Иоанн Палеолог поинтересовался о причине шума и получил ответ, что латинянин или франк – бог его знает, откуда он взялся – хочет с помощью зеркала вернуть императора к жизни. Иоанн был туговат на ухо и не расслышал, с помощью чего должно произойти чудесное исцеление, но любое средство, творящее чудеса, вызывало у него интерес, поэтому он велел привести чужеземца.

Человеку из Майнца никогда прежде не доводилось встречаться с императорами, тем более с восточными, которые к тому же боятся зеркал. Поэтому, приближаясь к мраморному трону, Мельцер держал заветную вещь двумя руками за спиной, одновременно делая несколько неуклюжие поклоны.

Дворецкий Алексиос взял на себя роль посредника между посетителем и императором.

Зеркальщик пояснил, что он приехал из Майнца, где уже достиг значительных успехов благодаря своим чудодейственным зеркалам.

– Зеркала? – переспросил император. – Действительно ли вы сказали «зеркала» и разве не известно вам, что…

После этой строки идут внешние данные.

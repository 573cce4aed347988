use crate::core::types::{DateKey, SlotLabel};
use serde::{Deserialize, Serialize};
use std::fmt;

/// A committed slot selection, as handed to hosts by the notification
/// callback and as pushed back by the controlled host.
#[derive(Debug, Clone, PartialEq, Eq, Serialize, Deserialize)]
pub struct SlotChoice {
    pub date: DateKey,
    pub time: SlotLabel,
}

impl SlotChoice {
    pub fn new(date: DateKey, time: SlotLabel) -> Self {
        Self { date, time }
    }
}

impl fmt::Display for SlotChoice {
    fn fmt(&self, f: &mut fmt::Formatter<'_>) -> fmt::Result {
        write!(f, "{} {}", self.date, self.time)
    }
}

// ============
// Render model
// ============

/// One slot button inside a date column.
#[derive(Debug, Clone, PartialEq, Eq)]
pub struct SlotCell {
    pub label: SlotLabel,
    pub active: bool,
}

/// One visible date column: weekday label, day-of-month number, and its
/// slot buttons, with highlight flags derived from the current selection.
#[derive(Debug, Clone, PartialEq, Eq)]
pub struct DayColumn {
    pub date: DateKey,
    pub day_label: String,
    pub day_number: u32,
    pub active: bool,
    pub slots: Vec<SlotCell>,
}
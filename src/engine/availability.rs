use crate::core::types::{DateKey, SlotLabel};
use crate::errors::{Error, Result};
use chrono::NaiveTime;
use once_cell::sync::Lazy;
use std::collections::BTreeMap;

/// Slot template inserted for every date the first time it becomes visible.
pub static DEFAULT_SLOTS: Lazy<Vec<SlotLabel>> = Lazy::new(|| {
    [
        (9, 30),
        (10, 30),
        (11, 30),
        (13, 30),
        (14, 30),
        (15, 30),
    ]
    .iter()
    .map(|&(h, m)| SlotLabel(NaiveTime::from_hms_opt(h, m, 0).unwrap()))
    .collect()
});

/// Lazily-populated map from date to its ordered slot labels. Entries are
/// created once per date and never replaced by paging; only the explicit
/// mutation operations change an existing entry.
#[derive(Debug, Clone, Default, PartialEq, Eq)]
pub struct AvailabilityMap {
    entries: BTreeMap<DateKey, Vec<SlotLabel>>,
}

impl AvailabilityMap {
    pub fn new() -> Self {
        Self::default()
    }

    /// Insert the template for every date in `dates` that has no entry yet.
    /// Idempotent and non-destructive: existing entries keep their slot
    /// lists, including any earlier mutation.
    pub fn ensure(&mut self, dates: &[DateKey], template: &[SlotLabel]) {
        for date in dates {
            self.entries
                .entry(date.clone())
                .or_insert_with(|| template.to_vec());
        }
    }

    pub fn get(&self, date: &DateKey) -> Option<&[SlotLabel]> {
        self.entries.get(date).map(Vec::as_slice)
    }

    pub fn contains_date(&self, date: &DateKey) -> bool {
        self.entries.contains_key(date)
    }

    pub fn contains_slot(&self, date: &DateKey, time: &SlotLabel) -> bool {
        self.entries
            .get(date)
            .map(|slots| slots.contains(time))
            .unwrap_or(false)
    }

    /// Replace the slot list of an already-ensured date. Booking-style side
    /// effects go through here; paging never does.
    pub fn set_slots(&mut self, date: &DateKey, slots: Vec<SlotLabel>) -> Result<()> {
        match self.entries.get_mut(date) {
            Some(entry) => {
                *entry = slots;
                Ok(())
            }
            None => Err(Error::unknown_date(date)),
        }
    }

    /// Remove one slot from an existing entry (e.g., taken by another
    /// booking). The slot must currently be offered on that date.
    pub fn remove_slot(&mut self, date: &DateKey, time: &SlotLabel) -> Result<()> {
        let entry = self
            .entries
            .get_mut(date)
            .ok_or_else(|| Error::unknown_date(date))?;
        let idx = entry
            .iter()
            .position(|slot| slot == time)
            .ok_or_else(|| Error::unknown_slot(date, time))?;
        entry.remove(idx);
        Ok(())
    }

    pub fn dates(&self) -> impl Iterator<Item = &DateKey> {
        self.entries.keys()
    }

    pub fn len(&self) -> usize {
        self.entries.len()
    }

    pub fn is_empty(&self) -> bool {
        self.entries.is_empty()
    }
}
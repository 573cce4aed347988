use crate::common::make_ctx;
use slotwindow::host::repl::BookingRepl;
use std::fs;
use std::io::Cursor;

fn run_script(start: &str, script: &str) -> String {
    let (ctx, dir) = make_ctx(start);
    let mut repl = BookingRepl::new(&ctx);
    let mut out = Vec::new();
    repl.run_with_io(&ctx, Cursor::new(script.to_string()), &mut out)
        .unwrap();
    let _ = fs::remove_dir_all(dir);
    String::from_utf8(out).unwrap()
}

#[test]
fn repl_renders_the_initial_window() {
    let out = run_script("2024-03-01", "quit\n");
    assert!(out.contains("2024"));
    assert!(out.contains("Fri 1"));
    assert!(out.contains("Mon 4"));
    assert!(out.contains("9:30 AM"));
    assert!(out.contains("Commands:"));
}

#[test]
fn repl_picks_a_slot_and_echoes_the_selection() {
    let out = run_script("2024-03-01", "pick 2024-03-02 11:30 AM\nshow\nquit\n");
    assert!(out.contains("[11:30 AM]"));
    assert!(out.contains("Selected: 02 Mar Sat – 11:30 AM"));
}

#[test]
fn repl_pages_forward_and_back() {
    let out = run_script("2024-03-01", "next\nprev\nquit\n");
    assert!(out.contains("Tue 5"));
    assert!(out.contains("Fri 8"));
    // Round trip lands back on the original window.
    assert!(out.matches("Fri 1").count() >= 2);
}

#[test]
fn repl_date_tap_highlights_without_selecting() {
    let out = run_script("2024-03-01", "date 2024-03-03\nshow\nquit\n");
    assert!(out.contains("[Sun 3"));
    assert!(out.contains("Nothing selected yet."));
}

#[test]
fn repl_reports_errors_and_keeps_running() {
    let out = run_script(
        "2024-03-01",
        "wiggle\npick 2024-03-02\npick 2030-01-01 9:30 AM\nshow\nquit\n",
    );
    assert!(out.contains("Unknown command: 'wiggle'"));
    assert!(out.contains("Usage: pick <date> <time>"));
    assert!(out.contains("Unknown date: '2030-01-01'"));
    assert!(out.contains("Nothing selected yet."));
}

#[test]
fn repl_shows_config_rows() {
    let out = run_script("2024-03-01", "config\nquit\n");
    assert!(out.contains("WINDOW_SIZE"));
    assert!(out.contains("START_DATE"));
}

– Известно-известно, – перебил Мельцер императора, прежде чем тот успел пуститься в бесконечные рассуждения, – каждый верующий византиец, который к тому же обладает хорошими манерами, знает о предпочтениях его величества, но я хочу предложить императору не обычное зеркало, которое отражает презренную действительность. Мой шедевр шлифовального искусства обладает чудодейственными свойствами: исцеляет больных, а тем, на чьем лице только что были написаны хворь и страдания, придает здоровый вид, словно у греческого кулачного бойца. – И с этими словами Мельцер протянул императору выпуклое зеркало.

Иоанн Палеолог с отвращением отвернулся. Он, словно тщеславная женщина, не решающаяся посмотреть правде в глаза, искоса поглядел в зеркало. Но постепенно, очень медленно, сияющая поверхность магическим образом стала притягивать его, и император устремил взгляд в зеркало, показавшее ему полное здоровое лицо. Иоанн ощупал свои впалые щеки пальцами, словно не веря тому, что видит, а потом испустил радостный крик. Последний раз подобный звук здесь слышали семнадцать лет назад, когда турки-перебежчики возвестили о смерти султана Мурата, что впоследствии оказалось ложью.

Михель Мельцер увидел восторг императора, который, счастливо улыбаясь, стоял на худых длинных ногах, похожий на аиста. Зеркальщик сделал единственно верный в данной ситуации ход: он подарил чудесное зеркало Иоанну Палеологу. Тот щедро вознаградил зеркальщика и пригласил его на следующий день к себе во дворец. Император поставил только одно условие: отныне Мельцер не имеет права делать подобные зеркала ни для кого, даже для самого себя.

Так у зеркальщика внезапно появилась возможность оплатить долг медику Мейтенсу, но того, равно как и Эдиты, и след простыл.